Corte dei Conti – Sezione Abruzzo – sentenza n. 56 del 13 gennaio 2005 – Presidente Minerva – Estensore Pepe – P.M. Palumbi – Procura regionale c/ Torelli (n.c.).

Giudizio di responsabilità – responsabilità contabile e amministrativa – rimborso spese legali sostenute nel corso di procedimenti penali – sentenza di assoluzione per intervenuta prescrizione – responsabilità – sussiste.
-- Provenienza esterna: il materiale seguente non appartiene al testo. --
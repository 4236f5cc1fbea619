/// Entries per lazily allocated block.
pub const MEMORY_BLOCK_SIZE: usize = 65_536;
/// Upper bound on blocks; indices beyond read as zero and drop writes.
pub const MEMORY_BLOCK_COUNT: usize = 128;

/// Sparse `megabuf`-style memory addressed by floating point index.
///
/// Blocks are allocated on first write, so a preset that keeps touching the
/// same addresses stops allocating after its first frames.
#[derive(Debug, Default, Clone)]
pub struct MemoryBank {
    blocks: Vec<Option<Box<[f64]>>>,
}

impl MemoryBank {
    pub fn new() -> Self {
        Self::default()
    }

    pub fn get(&self, index: f64) -> f64 {
        let Some((block, offset)) = locate(index) else {
            return 0.0;
        };
        self.blocks
            .get(block)
            .and_then(|slot| slot.as_ref())
            .map_or(0.0, |data| data[offset])
    }

    pub fn set(&mut self, index: f64, value: f64) {
        let Some((block, offset)) = locate(index) else {
            return;
        };
        if self.blocks.len() <= block {
            self.blocks.resize_with(block + 1, || None);
        }
        let data = self.blocks[block]
            .get_or_insert_with(|| vec![0.0; MEMORY_BLOCK_SIZE].into_boxed_slice());
        data[offset] = value;
    }

    /// Number of blocks currently backed by storage.
    pub fn allocated_blocks(&self) -> usize {
        self.blocks.iter().filter(|slot| slot.is_some()).count()
    }

    pub fn clear(&mut self) {
        self.blocks.clear();
    }
}

fn locate(index: f64) -> Option<(usize, usize)> {
    if !index.is_finite() || index < 0.0 {
        return None;
    }
    // Matches the rounding slack the formula language uses for addresses.
    let address = (index + 0.0001) as usize;
    if address >= MEMORY_BLOCK_SIZE * MEMORY_BLOCK_COUNT {
        return None;
    }
    Some((address / MEMORY_BLOCK_SIZE, address % MEMORY_BLOCK_SIZE))
}

#[cfg(test)]
mod tests {
    use super::*;

    #[test]
    fn unwritten_cells_read_zero() {
        let memory = MemoryBank::new();
        assert_eq!(memory.get(42.0), 0.0);
        assert_eq!(memory.allocated_blocks(), 0);
    }

    #[test]
    fn writes_round_to_nearest_address_below() {
        let mut memory = MemoryBank::new();
        memory.set(9.99995, 3.0);
        assert_eq!(memory.get(10.0), 3.0);
        memory.set(70_000.0, 1.0);
        assert_eq!(memory.allocated_blocks(), 2);
    }

    #[test]
    fn invalid_addresses_are_ignored() {
        let mut memory = MemoryBank::new();
        memory.set(-1.0, 5.0);
        memory.set(f64::NAN, 5.0);
        memory.set((MEMORY_BLOCK_SIZE * MEMORY_BLOCK_COUNT) as f64, 5.0);
        assert_eq!(memory.allocated_blocks(), 0);
        assert_eq!(memory.get(-1.0), 0.0);
    }
}
use std::{f32::consts::PI, fmt, sync::Arc};

use realfft::{num_complex::Complex32, RealFftPlanner, RealToComplex};

use crate::{
    audio::{FrameAudioData, SPECTRUM_SAMPLES, WAVEFORM_SAMPLES},
    RenderError, Result,
};

const BASS_CUTOFF_HZ: f32 = 250.0;
const MID_CUTOFF_HZ: f32 = 4_000.0;
/// Weight of the newest block in the long-term band average.
const LONG_TERM_RATE: f32 = 0.02;
/// Weight of the newest value in the attenuated (smoothed) band values.
const ATTENUATION_RATE: f32 = 0.2;

/// Derives a [`FrameAudioData`] snapshot from raw PCM blocks.
///
/// Band levels are reported relative to their own long-term average, so a
/// steady signal settles around 1.0 and transients rise above it.
pub struct FeatureExtractor {
    sample_rate: u32,
    frame: u32,
    long_term: [f32; 3],
    attenuated: [f32; 3],
    fft_planner: RealFftPlanner<f32>,
    fft: Option<FftResources>,
    snapshot: FrameAudioData,
}

impl FeatureExtractor {
    pub fn new() -> Self {
        Self::with_sample_rate(48_000)
    }

    pub fn with_sample_rate(sample_rate: u32) -> Self {
        Self {
            sample_rate,
            frame: 0,
            long_term: [0.0; 3],
            attenuated: [1.0; 3],
            fft_planner: RealFftPlanner::new(),
            fft: None,
            snapshot: FrameAudioData::default(),
        }
    }

    pub fn sample_rate(&self) -> u32 {
        self.sample_rate
    }

    /// Clears the accumulated state while preserving configuration.
    pub fn reset(&mut self) {
        self.frame = 0;
        self.long_term = [0.0; 3];
        self.attenuated = [1.0; 3];
        self.snapshot = FrameAudioData::default();
    }

    /// Consumes one stereo block and returns the snapshot for the frame
    /// displayed at `time`.
    pub fn process_block(
        &mut self,
        left: &[f32],
        right: &[f32],
        time: f32,
        fps: f32,
    ) -> Result<&FrameAudioData> {
        if left.len() < 2 || right.len() < 2 {
            return Err(RenderError::msg(
                "feature extraction requires blocks with at least two samples",
            ));
        }

        let sample_rate = self.sample_rate as f32;
        let len = left.len();
        let fft = self.prepare_fft(len);
        let spectrum_left = spectrum_into(fft, left)?;
        let bands = band_energies(&fft.spectrum, sample_rate, len);
        copy_spectrum(&spectrum_left, &mut self.snapshot.spectrum_left);

        let fft = self.prepare_fft(right.len());
        let spectrum_right = spectrum_into(fft, right)?;
        copy_spectrum(&spectrum_right, &mut self.snapshot.spectrum_right);

        let mut relative = [1.0; 3];
        for band in 0..3 {
            let energy = bands[band];
            if self.long_term[band] <= f32::EPSILON {
                self.long_term[band] = energy;
            } else {
                self.long_term[band] += (energy - self.long_term[band]) * LONG_TERM_RATE;
            }
            relative[band] = if self.long_term[band] > f32::EPSILON {
                energy / self.long_term[band]
            } else {
                1.0
            };
            self.attenuated[band] += (relative[band] - self.attenuated[band]) * ATTENUATION_RATE;
        }

        resample_into(left, &mut self.snapshot.waveform_left);
        resample_into(right, &mut self.snapshot.waveform_right);

        let snapshot = &mut self.snapshot;
        snapshot.time = time;
        snapshot.frame = self.frame;
        snapshot.fps = fps;
        snapshot.bass = relative[0];
        snapshot.mid = relative[1];
        snapshot.treb = relative[2];
        snapshot.bass_att = self.attenuated[0];
        snapshot.mid_att = self.attenuated[1];
        snapshot.treb_att = self.attenuated[2];
        snapshot.vol = (relative[0] + relative[1] + relative[2]) / 3.0;
        self.frame = self.frame.wrapping_add(1);

        Ok(&self.snapshot)
    }

    fn prepare_fft(&mut self, size: usize) -> &mut FftResources {
        let resources = match self.fft.take() {
            Some(fft) if fft.size == size => fft,
            _ => {
                let plan = self.fft_planner.plan_fft_forward(size);
                FftResources {
                    size,
                    scratch: plan.make_scratch_vec(),
                    spectrum: plan.make_output_vec(),
                    input: plan.make_input_vec(),
                    magnitudes: Vec::with_capacity(size / 2 + 1),
                    plan,
                }
            }
        };

        self.fft.insert(resources)
    }
}

impl Default for FeatureExtractor {
    fn default() -> Self {
        Self::new()
    }
}

struct FftResources {
    size: usize,
    plan: Arc<dyn RealToComplex<f32>>,
    scratch: Vec<Complex32>,
    spectrum: Vec<Complex32>,
    input: Vec<f32>,
    magnitudes: Vec<f32>,
}

impl fmt::Debug for FeatureExtractor {
    fn fmt(&self, f: &mut fmt::Formatter<'_>) -> fmt::Result {
        f.debug_struct("FeatureExtractor")
            .field("sample_rate", &self.sample_rate)
            .field("frame", &self.frame)
            .field("long_term", &self.long_term)
            .field("attenuated", &self.attenuated)
            .finish()
    }
}

fn spectrum_into(fft: &mut FftResources, samples: &[f32]) -> Result<Vec<f32>> {
    let len = samples.len();
    for (index, value) in samples.iter().enumerate() {
        fft.input[index] = *value * hann_value(index, len);
    }

    fft.plan
        .process_with_scratch(&mut fft.input, &mut fft.spectrum, &mut fft.scratch)
        .map_err(|err| RenderError::msg(format!("fft failed: {err}")))?;

    fft.magnitudes.clear();
    let scale = 2.0 / len as f32;
    fft.magnitudes
        .extend(fft.spectrum.iter().map(|bin| bin.norm() * scale));
    Ok(fft.magnitudes.clone())
}

fn band_energies(spectrum: &[Complex32], sample_rate: f32, len: usize) -> [f32; 3] {
    let bin_hz = sample_rate / len as f32;
    let mut bands = [0.0; 3];
    for (i, bin) in spectrum.iter().enumerate().skip(1) {
        let hz = i as f32 * bin_hz;
        let band = if hz < BASS_CUTOFF_HZ {
            0
        } else if hz < MID_CUTOFF_HZ {
            1
        } else {
            2
        };
        bands[band] += bin.norm_sqr();
    }
    bands
}

fn copy_spectrum(magnitudes: &[f32], out: &mut Vec<f32>) {
    out.resize(SPECTRUM_SAMPLES, 0.0);
    for (index, slot) in out.iter_mut().enumerate() {
        *slot = magnitudes.get(index).copied().unwrap_or(0.0);
    }
}

/// Nearest-sample resampling of an arbitrary block onto the snapshot length.
fn resample_into(samples: &[f32], out: &mut Vec<f32>) {
    out.resize(WAVEFORM_SAMPLES, 0.0);
    let step = samples.len() as f32 / WAVEFORM_SAMPLES as f32;
    for (index, slot) in out.iter_mut().enumerate() {
        let source = ((index as f32 * step) as usize).min(samples.len() - 1);
        *slot = samples[source];
    }
}

fn hann_value(index: usize, len: usize) -> f32 {
    if len <= 1 {
        return 1.0;
    }

    0.5 - 0.5 * ((2.0 * PI * index as f32) / (len as f32 - 1.0)).cos()
}

#[cfg(test)]
mod tests {
    use super::*;

    fn sine(freq: f32, sample_rate: u32, len: usize, amplitude: f32) -> Vec<f32> {
        (0..len)
            .map(|i| (2.0 * PI * freq * i as f32 / sample_rate as f32).sin() * amplitude)
            .collect()
    }

    #[test]
    fn silence_reports_neutral_levels() {
        let mut extractor = FeatureExtractor::with_sample_rate(48_000);
        let block = vec![0.0; 1024];
        let snapshot = extractor.process_block(&block, &block, 0.0, 60.0).unwrap();

        assert_eq!(snapshot.bass, 1.0);
        assert_eq!(snapshot.treb, 1.0);
        assert_eq!(snapshot.waveform_left.len(), WAVEFORM_SAMPLES);
    }

    #[test]
    fn bass_transient_rises_above_average() {
        let mut extractor = FeatureExtractor::with_sample_rate(48_000);
        let quiet = sine(100.0, 48_000, 1024, 0.05);
        for frame in 0..30 {
            extractor
                .process_block(&quiet, &quiet, frame as f32 / 60.0, 60.0)
                .unwrap();
        }

        let loud = sine(100.0, 48_000, 1024, 0.8);
        let snapshot = extractor.process_block(&loud, &loud, 0.5, 60.0).unwrap();
        assert!(snapshot.bass > 2.0, "bass was {}", snapshot.bass);
        assert!(snapshot.bass_att < snapshot.bass);
    }

    #[test]
    fn rejects_tiny_blocks() {
        let mut extractor = FeatureExtractor::new();
        assert!(extractor.process_block(&[0.0], &[0.0], 0.0, 60.0).is_err());
    }
}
Sussiste la responsabilità amministrativa di un dirigente comunale per avere rimborsato le spese legali sostenute dagli amministratori sottoposti a un procedimento penale che si era concluso con una sentenza penale di estinzione dei reati per intervenuta prescrizione, tenuto conto che non emergeva dalla sentenza il riconoscimento dell’assenza del dolo o della colpa grave nella vicenda.

SENTENZA

nel giudizio di responsabilità iscritto al n. 355/E.L. del registro di Segreteria e promosso dalla Procura Regionale della Corte dei conti presso la Sezione giurisdizionale in intestazione nei confronti di:

Luciano Torelli, nato a Pratola Peligna (AQ) il 6 agosto 1940 e residente in L’Aquila, Via Colle Pretara, s.n., Pal. ACRIE, quale Dirigente, all’epoca dei fatti, del Settore Avvocatura del Comune di L’Aquila;

uditi, alla pubblica udienza in data 24 novembre 2004, il Magistrato relatore, Dott. Federico Pepe, ed il Pubblico Ministero, Dott. Giuseppe Palumbi;

con l’assistenza del Segretario, dott.sa Antonella Lanzi;

esaminati gli atti e i documenti della causa.

Rilevato in

FATTO

Con atto di citazione depositato in data 6 maggio 2004, il Procuratore Regionale presso la Sezione giurisdizionale in intestazione chiamava in giudizio Luciano Torelli per “sentirsi ivi condannare al pagamento in favore del Comune dell’Aquila di € 46.687,23 … o di altra che sarà ritenuta di giustizia, oltre agli interessi ed alla rivalutazione dalla data del presente atto, nonché alle spese del presente giudizio in favore dello Stato”.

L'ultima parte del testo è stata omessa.